しかしヘラクロスは動じる事もなく、寧ろ誇ったようにフンと鼻をならして言い放った。

「どうかな。少なくとも七星賢者の一人である俺は自分の意思でサーナイトと共に居る」

お前の事など興味は無い。
それがワタシの率直な感情だったため、多分物凄く白けた表情をしていたんだろう。
ワタシはサーナイトとは因縁があっても、こいつや七星賢者なんてものとは関係ない。

だからワタシは目の前の敵に向かって、冷たい言葉を浴びせてやる。
邪魔するなら、ここで潰してやるからかかって来いよ――それくらいの気持ちだった。


「その割には随分余裕じゃない。目の前に敵がいるのに」

「奴はお前だけは自分の手で倒すと言っていた。だから手出ししない約束になってんのさ」


因縁があるのは向こうも同じ、余計な事をされたくないからこその七星賢者と言うわけらしい。
不敵な笑みと共に立ち上がったヘラクロスは、不意にアーティを睨みつけて呟いた。


「アーティに限っては、俺がこの場で葬っても問題ないんだがな」

「――ッ」


殺気を感じたアーティがバッと飛退き臨戦態勢を取ると、ヘラクロスは冗談だよと両手を上げて笑った。
アーティは冷や汗を流して呼吸を荒げている――ヘラクロスの見せた一瞬の殺気に気圧されたらしい。
情けないとは思わない。
このヘラクロスが強い事くらい、あの谷で初めて会った時から知っている。

どうにも敵にしては掴み所のないヤツだが、だからこそ油断してはいけない。
こういう印象を装って出てくるヤツに限って、本当に良いヤツなんて一人もいないのだから。
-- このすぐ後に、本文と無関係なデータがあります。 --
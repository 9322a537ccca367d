//! reqwest-backed implementations of the generation and template services.

use std::time::Duration;

use anyhow::{anyhow, Context, Result};
use async_trait::async_trait;
use reqwest::{
    multipart::{Form, Part},
    Client, Response,
};
use serde::de::DeserializeOwned;
use shared::{
    error::ServiceFailure,
    protocol::{
        fields, routes, DeleteTemplateRequest, GenerateResponse, TemplateListResponse,
        TemplateMutationResponse,
    },
};
use tracing::debug;
use url::Url;

use crate::{
    config::endpoint,
    error::ClientError,
    generation::{GenerationRequest, GenerationService},
    templates::{TemplateService, TemplateUpload},
};

fn build_client(timeout: Duration) -> Result<Client, ClientError> {
    Client::builder()
        .timeout(timeout)
        .build()
        .map_err(|err| ClientError::Config(format!("failed to build http client: {err}")))
}

/// Decodes the JSON body even on non-success HTTP statuses, because the
/// services report failures as `{status: "error", message}` with 4xx/5xx.
async fn read_body<T: DeserializeOwned>(response: Response) -> Result<T> {
    let status = response.status();
    let bytes = response
        .bytes()
        .await
        .context("failed to read response body")?;
    match serde_json::from_slice::<T>(&bytes) {
        Ok(body) => Ok(body),
        Err(_) if !status.is_success() => Err(anyhow!(ServiceFailure::new(
            Some(status.as_u16()),
            format!("service returned {status}"),
        ))),
        Err(err) => Err(anyhow!("malformed response body: {err}")),
    }
}

pub struct HttpGenerationService {
    http: Client,
    generate_url: Url,
}

impl HttpGenerationService {
    pub fn new(service_url: &str, timeout: Duration) -> Result<Self, ClientError> {
        Ok(Self {
            http: build_client(timeout)?,
            generate_url: endpoint(service_url, routes::GENERATE)?,
        })
    }
}

#[async_trait]
impl GenerationService for HttpGenerationService {
    async fn generate(&self, request: &GenerationRequest) -> Result<GenerateResponse> {
        let photo = Part::bytes(request.photo.content().to_vec())
            .file_name(request.photo.filename().to_string())
            .mime_str(request.photo.format().mime())?;
        let form = request
            .form_fields()
            .into_iter()
            .fold(Form::new().part(fields::PHOTO, photo), |form, (name, value)| {
                form.text(name, value)
            });

        debug!(url = %self.generate_url, request_id = %request.request_id, "posting generation request");
        let response = self
            .http
            .post(self.generate_url.clone())
            .multipart(form)
            .send()
            .await?;
        read_body(response).await
    }
}

pub struct HttpTemplateService {
    http: Client,
    list_url: Url,
    upload_url: Url,
    delete_url: Url,
}

impl HttpTemplateService {
    pub fn new(service_url: &str, timeout: Duration) -> Result<Self, ClientError> {
        Ok(Self {
            http: build_client(timeout)?,
            list_url: endpoint(service_url, routes::TEMPLATES)?,
            upload_url: endpoint(service_url, routes::TEMPLATES_UPLOAD)?,
            delete_url: endpoint(service_url, routes::TEMPLATES_DELETE)?,
        })
    }
}

#[async_trait]
impl TemplateService for HttpTemplateService {
    async fn list(&self) -> Result<TemplateListResponse> {
        let response = self.http.get(self.list_url.clone()).send().await?;
        read_body(response).await
    }

    async fn upload(&self, upload: TemplateUpload) -> Result<TemplateMutationResponse> {
        let mut form = Form::new()
            .text(fields::STYLE_NAME, upload.style_name)
            .text(fields::DESCRIPTION, upload.description.unwrap_or_default());
        if let Some(image) = upload.image {
            let part = Part::bytes(image.bytes)
                .file_name(image.filename)
                .mime_str(&image.mime_type)?;
            form = form.part(fields::TEMPLATE, part);
        }

        let response = self
            .http
            .post(self.upload_url.clone())
            .multipart(form)
            .send()
            .await?;
        read_body(response).await
    }

    async fn delete(&self, style_name: &str) -> Result<TemplateMutationResponse> {
        let response = self
            .http
            .post(self.delete_url.clone())
            .json(&DeleteTemplateRequest {
                style_name: style_name.to_string(),
            })
            .send()
            .await?;
        read_body(response).await
    }
}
そう、少なくともワタシを前にしてこれだけ余裕でいられるという行為はただの挑発に他ならない。
こいつは自分の力に絶対の自信を持っている、
それがサーナイトに与えられたものかどうかはわからないが。



「それじゃ、今は帰らせてもらうよ。…あぁそうそう、
 急いで村に帰ったほうがいいと思うぜ?今頃他の【七星賢者】が暴れてる頃だから」

「――なっ、どうしておまえたちはそうやって町の皆まで巻き込むんだッ!」
「いいよアーティ、戦争っていうのはそういうものだ」
「ユハビィっ!!」

「……」

ヘラクロスは黙って足を止める。
そこへワタシは挑発をたたきつけてやった。

「良かったね、サーナイトとの約束があって。
 もしここでワタシの邪魔をしたら、タダじゃ済まさなかったよ」

その言葉にヘラクロスが振り返る――口元を釣り上げて、心底嬉しそうな顔をしていた。
ワタシが予想外に冷静だったことを、まるで喜んでいるようだった。

ヘラクロスが【修羅】で在ることを、ワタシは直感した。


「…サーナイトに伝えて。【これで最後だ】と」

「あぁ、承ったぜ…くくくくく…」


薄気味悪い含み笑いをするヘラクロスの背中が見えなくなるまで、
ワタシとアーティはそこから動く事は出来なかった。